**ACTIVITY**
Write out the entries below exactly, from the first line to the one with "fn addr(sheet: &str, a1: &str)", both ends included.

**Dataset entries**
- Opening Delimiter -

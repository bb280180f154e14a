use proptest::prelude::*;
use sheetfold_common::column_to_letters;
use sheetfold_parse::parse;
use sheetfold_pattern::{
    CellAddress, CellReference, Compatibility, Distance, InMemorySource, Mismatch, ModelRole,
    check_compatible, check_formulas, extract_variability,
};

fn addr(sheet: &str, a1: &str) -> CellAddress {
    CellAddress::from_a1(sheet, a1).unwrap()
}

fn problem_sheet() -> InMemorySource {
    InMemorySource::new()
        .with_formula_a1("Problem", "K2", "=IF(C2<E2,E2-C2,0)")
        .with_formula_a1("Problem", "K3", "=IF(C3<E3,E3-C3,0)")
        .with_formula_a1("Problem", "L2", "=IF(C2<E2,(E2-C2)*loc!$B$2,0)")
        .with_formula_a1("Problem", "L6", "=IF(C6<E6,(E6-C6)*loc!$B$3,0)")
        .with_formula_a1("inventory", "M2", "=SUM($H$2+$I$2)")
        .with_formula_a1("inventory", "M3", "=SUM($H$2+$I$2)")
        .with_value_a1("inventory", "N2", sheetfold_common::LiteralValue::Number(1.0))
        .with_default_formula_role(ModelRole::Constraint)
}

#[test]
fn dragged_if_formula_is_compatible() {
    let src = problem_sheet();
    let result = check_compatible(&addr("Problem", "K2"), &addr("Problem", "K3"), &src).unwrap();
    let (tree, refs) = result.variability().unwrap();
    assert_eq!(tree.leaf_count(), 4);
    assert_eq!(
        refs,
        vec![
            CellReference::from_a1("Problem", "C2").unwrap(),
            CellReference::from_a1("Problem", "E2").unwrap(),
        ]
    );
    let per_ref = |a1: &str| tree.leaves().iter().filter(|(_, r)| r.a1() == a1).count();
    assert_eq!(per_ref("C2"), 2);
    assert_eq!(per_ref("E2"), 2);
}

#[test]
fn changed_anchored_reference_breaks_compatibility() {
    let src = problem_sheet();
    let result = check_compatible(&addr("Problem", "L2"), &addr("Problem", "L6"), &src).unwrap();
    assert!(matches!(
        result,
        Compatibility::Incompatible(Mismatch::Reference { .. })
    ));
}

#[test]
fn fully_anchored_formula_is_a_constant_pattern() {
    let src = problem_sheet();
    let result =
        check_compatible(&addr("inventory", "M2"), &addr("inventory", "M3"), &src).unwrap();
    let bindings = result.bindings().unwrap();
    assert!(bindings.is_empty());
    let (tree, refs) = extract_variability(bindings);
    assert!(tree.is_empty());
    assert!(refs.is_empty());
}

#[test]
fn missing_formula_is_not_an_error() {
    let src = problem_sheet();
    let result =
        check_compatible(&addr("inventory", "M2"), &addr("inventory", "N2"), &src).unwrap();
    assert_eq!(result, Compatibility::Incompatible(Mismatch::NoFormula));
    let result =
        check_compatible(&addr("inventory", "M2"), &addr("inventory", "Z99"), &src).unwrap();
    assert_eq!(result.mismatch(), Some(&Mismatch::NoFormula));
}

#[test]
fn reordered_operands_are_incompatible() {
    let result = check_formulas(
        "=A1+B1",
        &addr("S", "C1"),
        "=B2+A2",
        &addr("S", "C2"),
    )
    .unwrap();
    assert!(!result.is_compatible());
}

#[test]
fn sheet_prefixed_range_shifts_both_endpoints() {
    let result = check_formulas(
        "=SUM(loc!B2:C2)",
        &addr("S", "D2"),
        "=SUM(loc!B3:C3)",
        &addr("S", "D3"),
    )
    .unwrap();
    let (_, refs) = result.variability().unwrap();
    assert_eq!(refs.iter().map(ToString::to_string).collect::<Vec<_>>(), vec!["loc!B2", "loc!C2"]);
}

/// (col, row, col_fixed, row_fixed) of one reference occurrence.
type RefSpec = (u32, u32, bool, bool);

fn render(specs: &[RefSpec], distance: Distance) -> String {
    let ops = ["+", "*", "-"];
    let mut out = String::from("=SUM(");
    for (i, &(col, row, cf, rf)) in specs.iter().enumerate() {
        if i > 0 {
            out.push_str(ops[i % ops.len()]);
        }
        let r = CellReference::new("S", row, col, rf, cf)
            .shifted(distance)
            .unwrap();
        out.push_str(&r.a1());
    }
    out.push(')');
    out
}

fn ref_spec() -> impl Strategy<Value = RefSpec> {
    (1u32..30, 1u32..30, any::<bool>(), any::<bool>())
}

fn drag() -> impl Strategy<Value = Distance> {
    (0i64..6, 0i64..4).prop_map(|(r, c)| {
        if r == 0 && c == 0 {
            Distance::new(1, 0)
        } else {
            Distance::new(r, c)
        }
    })
}

proptest! {
    #[test]
    fn drag_copies_are_compatible_and_offset_exact(
        specs in proptest::collection::vec(ref_spec(), 1..5),
        distance in drag(),
    ) {
        let origin = CellAddress::new("S", 40, 40);
        let candidate = CellAddress::new(
            "S",
            (40 + distance.d_row) as u32,
            (40 + distance.d_col) as u32,
        );
        let origin_text = render(&specs, Distance::ZERO);
        let candidate_text = render(&specs, distance);

        let result = check_formulas(&origin_text, &origin, &candidate_text, &candidate).unwrap();
        let again = check_formulas(&origin_text, &origin, &candidate_text, &candidate).unwrap();
        prop_assert_eq!(&result, &again);

        let bindings = result.bindings().expect("drag copy must be compatible");
        let variable = specs.iter().filter(|(_, _, cf, rf)| !(*cf && *rf)).count();
        prop_assert_eq!(bindings.len(), variable);

        let tree = parse(&candidate_text).unwrap();
        for (path, origin_ref) in bindings.iter() {
            let node = tree.node_at(path).unwrap();
            prop_assert!(node.is_cell_ref());
            let moved = CellReference::from_a1("S", node.text()).unwrap();
            prop_assert_eq!(Some(moved), origin_ref.shifted(distance));
        }
    }

    #[test]
    fn fully_anchored_reference_must_not_move(
        specs in proptest::collection::vec(ref_spec(), 1..5),
        pick in any::<prop::sample::Index>(),
        distance in drag(),
    ) {
        let mut specs = specs;
        let i = pick.index(specs.len());
        specs[i].2 = true;
        specs[i].3 = true;

        let origin = CellAddress::new("S", 40, 40);
        let candidate = CellAddress::new(
            "S",
            (40 + distance.d_row) as u32,
            (40 + distance.d_col) as u32,
        );
        let origin_text = render(&specs, Distance::ZERO);
        let mut moved = specs.clone();
        moved[i].1 += 1;
        let candidate_text = render(&moved, distance);

        let result = check_formulas(&origin_text, &origin, &candidate_text, &candidate).unwrap();
        prop_assert!(matches!(result, Compatibility::Incompatible(Mismatch::Reference { .. })), "expected Reference mismatch");
    }
}

#[test]
fn rendered_fixture_matches_a1_conventions() {
    let text = render(&[(3, 2, true, false), (28, 5, false, true)], Distance::new(1, 1));
    assert_eq!(text, format!("=SUM($C3*{}$5)", column_to_letters(29)));
}
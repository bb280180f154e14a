//! Detected runs of compatible formulas.

use std::collections::BTreeMap;
use std::collections::btree_map;

use sheetfold_common::{CellAddress, CellReference, Distance};
use sheetfold_parse::parse;

use crate::error::{PatternError, Result};
use crate::expr::Expr;
use crate::extract::{ParameterTable, extract_with_table};
use crate::source::{ModelRole, SpreadsheetSource};
use crate::variability::VariabilityTree;

/// An origin cell and the cells whose formulas are its drag copies.
#[derive(Debug, Clone, PartialEq, Eq)]
pub struct Cluster {
    pub origin: CellAddress,
    /// Followers in scan order; never empty.
    pub members: Vec<CellAddress>,
    pub role: ModelRole,
    pub pattern: VariabilityTree,
    /// Distinct pattern references in canonical parameter order.
    pub references: Vec<CellReference>,
}

impl Cluster {
    /// Cells in the run, origin included.
    pub fn cell_count(&self) -> usize {
        self.members.len() + 1
    }

    /// Origin first, then followers.
    pub fn cells(&self) -> impl Iterator<Item = &CellAddress> {
        std::iter::once(&self.origin).chain(self.members.iter())
    }

    pub fn contains(&self, cell: &CellAddress) -> bool {
        self.cells().any(|c| c == cell)
    }

    pub fn parameter_table(&self) -> ParameterTable {
        ParameterTable::new(self.references.clone())
    }

    /// Concrete references to pass as v1..vn when evaluating the shared rule
    /// for `cell`. `None` if a shifted reference leaves the grid.
    pub fn arguments_for(&self, cell: &CellAddress) -> Option<Vec<CellReference>> {
        let distance = Distance::between(&self.origin, cell);
        self.references
            .iter()
            .map(|r| r.shifted(distance))
            .collect()
    }
}

/// Parse the cluster's origin and fold it into the rule shared by the run.
pub fn extract_cluster<S: SpreadsheetSource + ?Sized>(cluster: &Cluster, source: &S) -> Result<Expr> {
    let origin = &cluster.origin;
    let Some(text) = source.formula(origin) else {
        return Err(PatternError::NoFormula {
            cell: origin.clone(),
        });
    };
    let tree = parse(&text).map_err(|e| PatternError::parse(origin, e))?;
    let binding = cluster.pattern.bind(&tree)?;
    extract_with_table(&tree, &origin.sheet, &binding, &cluster.parameter_table())
}

/// Clusters keyed by origin cell.
#[derive(Debug, Clone, Default, PartialEq, Eq)]
pub struct ClusterRegistry {
    clusters: BTreeMap<CellAddress, Cluster>,
}

impl ClusterRegistry {
    pub fn new() -> Self {
        Self::default()
    }

    pub fn insert(&mut self, cluster: Cluster) -> Option<Cluster> {
        self.clusters.insert(cluster.origin.clone(), cluster)
    }

    pub fn get(&self, origin: &CellAddress) -> Option<&Cluster> {
        self.clusters.get(origin)
    }

    /// The cluster containing `cell`, whether as origin or follower.
    pub fn cluster_for(&self, cell: &CellAddress) -> Option<&Cluster> {
        if let Some(c) = self.clusters.get(cell) {
            return Some(c);
        }
        self.clusters.values().find(|c| c.contains(cell))
    }

    pub fn len(&self) -> usize {
        self.clusters.len()
    }

    pub fn is_empty(&self) -> bool {
        self.clusters.is_empty()
    }

    /// Total cells covered by all clusters.
    pub fn cell_count(&self) -> usize {
        self.clusters.values().map(Cluster::cell_count).sum()
    }

    pub fn iter(&self) -> btree_map::Values<'_, CellAddress, Cluster> {
        self.clusters.values()
    }

    /// Absorb another registry. Scans of distinct sheets never share keys.
    pub fn merge(&mut self, other: ClusterRegistry) {
        self.clusters.extend(other.clusters);
    }
}

impl IntoIterator for ClusterRegistry {
    type Item = Cluster;
    type IntoIter = btree_map::IntoValues<CellAddress, Cluster>;

    fn into_iter(self) -> Self::IntoIter {
        self.clusters.into_values()
    }
}

impl<'a> IntoIterator for &'a ClusterRegistry {
    type Item = &'a Cluster;
    type IntoIter = btree_map::Values<'a, CellAddress, Cluster>;

    fn into_iter(self) -> Self::IntoIter {
        self.clusters.values()
    }
}
pub mod parser;
pub mod tokenizer;

pub use parser::{
    MAX_NESTING, NodeId, NodeKind, NodeRef, ParseTree, Parser, ParserError, Rule, parse,
    unquote_sheet_name, unquote_text,
};
pub use tokenizer::{Associativity, Token, TokenKind, Tokenizer, TokenizerError};
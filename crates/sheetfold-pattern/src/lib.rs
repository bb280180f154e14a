//! Formula pattern detection and parameterization.
//!
//! A spreadsheet built by dragging one formula across a column holds many
//! textual variants of the same rule. This crate finds those runs and folds
//! each into a single lambda over the references that move:
//!
//! 1. [`check_compatible`] compares two formula cells and records the
//!    reference occurrences that shift with the drag;
//! 2. [`extract_variability`] turns that record into a [`VariabilityTree`]
//!    plus the references in canonical parameter order;
//! 3. [`VariabilityTree::bind`] lays the pattern over any member's parse tree;
//! 4. [`extract`] translates a tree into an [`Expr`], replacing bound
//!    occurrences by parameters `v1..vn`;
//! 5. [`Scanner`] walks a sheet and collects the runs into a
//!    [`ClusterRegistry`].

pub mod cluster;
pub mod compat;
pub mod config;
pub mod error;
pub mod eval;
pub mod expr;
pub mod extract;
pub mod resolve;
pub mod scan;
pub mod source;
pub mod variability;

pub use cluster::{Cluster, ClusterRegistry, extract_cluster};
pub use compat::{
    Bindings, CheckContext, Compatibility, Mismatch, check_compatible, check_formulas, check_trees,
};
pub use config::{ScanConfig, ScanOrder};
pub use error::{PatternError, Result};
pub use eval::Evaluator;
pub use expr::{BinaryOp, Expr, Param, UnaryOp};
pub use extract::{ParameterTable, extract, extract_with_table};
pub use resolve::{ParsePath, collect_references};
pub use scan::{ScanReport, Scanner, scan_sheet, scan_workbook};
pub use source::{InMemorySource, ModelRole, SpreadsheetSource};
pub use variability::{NodeBinding, VariabilityTree, extract_variability};

pub use sheetfold_common::{CellAddress, CellReference, Distance, LiteralValue};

- Closing Delimiter -

**ANSWER TO THE PROBLEM**
repository bb280180f154e14a
use proptest::prelude::*;
use sheetfold_common::column_to_letters;
use sheetfold_parse::parse;
use sheetfold_pattern::{
    CellAddress, CellReference, Compatibility, Distance, InMemorySource, Mismatch, ModelRole,
    check_compatible, check_formulas, extract_variability,
};

fn addr(sheet: &str, a1: &str) -> CellAddress {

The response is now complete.